Task instructions — Each line in the data holding "TorqueRamp" should be listed.

Information shown —
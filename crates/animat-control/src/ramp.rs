//! Soft-start torque scale.

/// Linear ramp of the global torque scale from 0 to 1 over `duration` seconds.
///
/// A non-positive duration disables the ramp (scale is always 1).
#[derive(Debug, Clone, Copy, PartialEq)]
pub struct TorqueRamp {
    duration: f64,
}

impl TorqueRamp {
    #[must_use]
    pub const fn new(duration: f64) -> Self {
        Self { duration }
    }

    #[must_use]
    pub const fn disabled() -> Self {
        Self { duration: 0.0 }
    }

    /// Scale at `time`: `min(1, time / duration)`, never negative.
    #[must_use]
    #[allow(clippy::cast_possible_truncation)]
    pub fn scale(&self, time: f64) -> f32 {
        if self.duration <= 0.0 {
            return 1.0;
        }
        (time / self.duration).clamp(0.0, 1.0) as f32
    }
}

impl Default for TorqueRamp {
    fn default() -> Self {
        Self::disabled()
    }
}

// ---------------------------------------------------------------------------
// Tests
// ---------------------------------------------------------------------------

#[cfg(test)]
mod tests {
    use super::*;

    #[test]
    fn disabled_ramp_is_full_scale() {
        assert!((TorqueRamp::disabled().scale(0.0) - 1.0).abs() < f32::EPSILON);
        assert!((TorqueRamp::new(-1.0).scale(0.0) - 1.0).abs() < f32::EPSILON);
    }

    #[test]
    fn ramp_is_linear_then_saturates() {
        let ramp = TorqueRamp::new(2.0);
        assert!(ramp.scale(0.0).abs() < f32::EPSILON);
        assert!((ramp.scale(0.5) - 0.25).abs() < 1e-6);
        assert!((ramp.scale(2.0) - 1.0).abs() < f32::EPSILON);
        assert!((ramp.scale(10.0) - 1.0).abs() < f32::EPSILON);
    }
}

Problem solution —
pub struct TorqueRamp {
impl TorqueRamp {
impl Default for TorqueRamp {
        assert!((TorqueRamp::disabled().scale(0.0) - 1.0).abs() < f32::EPSILON);
        assert!((TorqueRamp::new(-1.0).scale(0.0) - 1.0).abs() < f32::EPSILON);
        let ramp = TorqueRamp::new(2.0);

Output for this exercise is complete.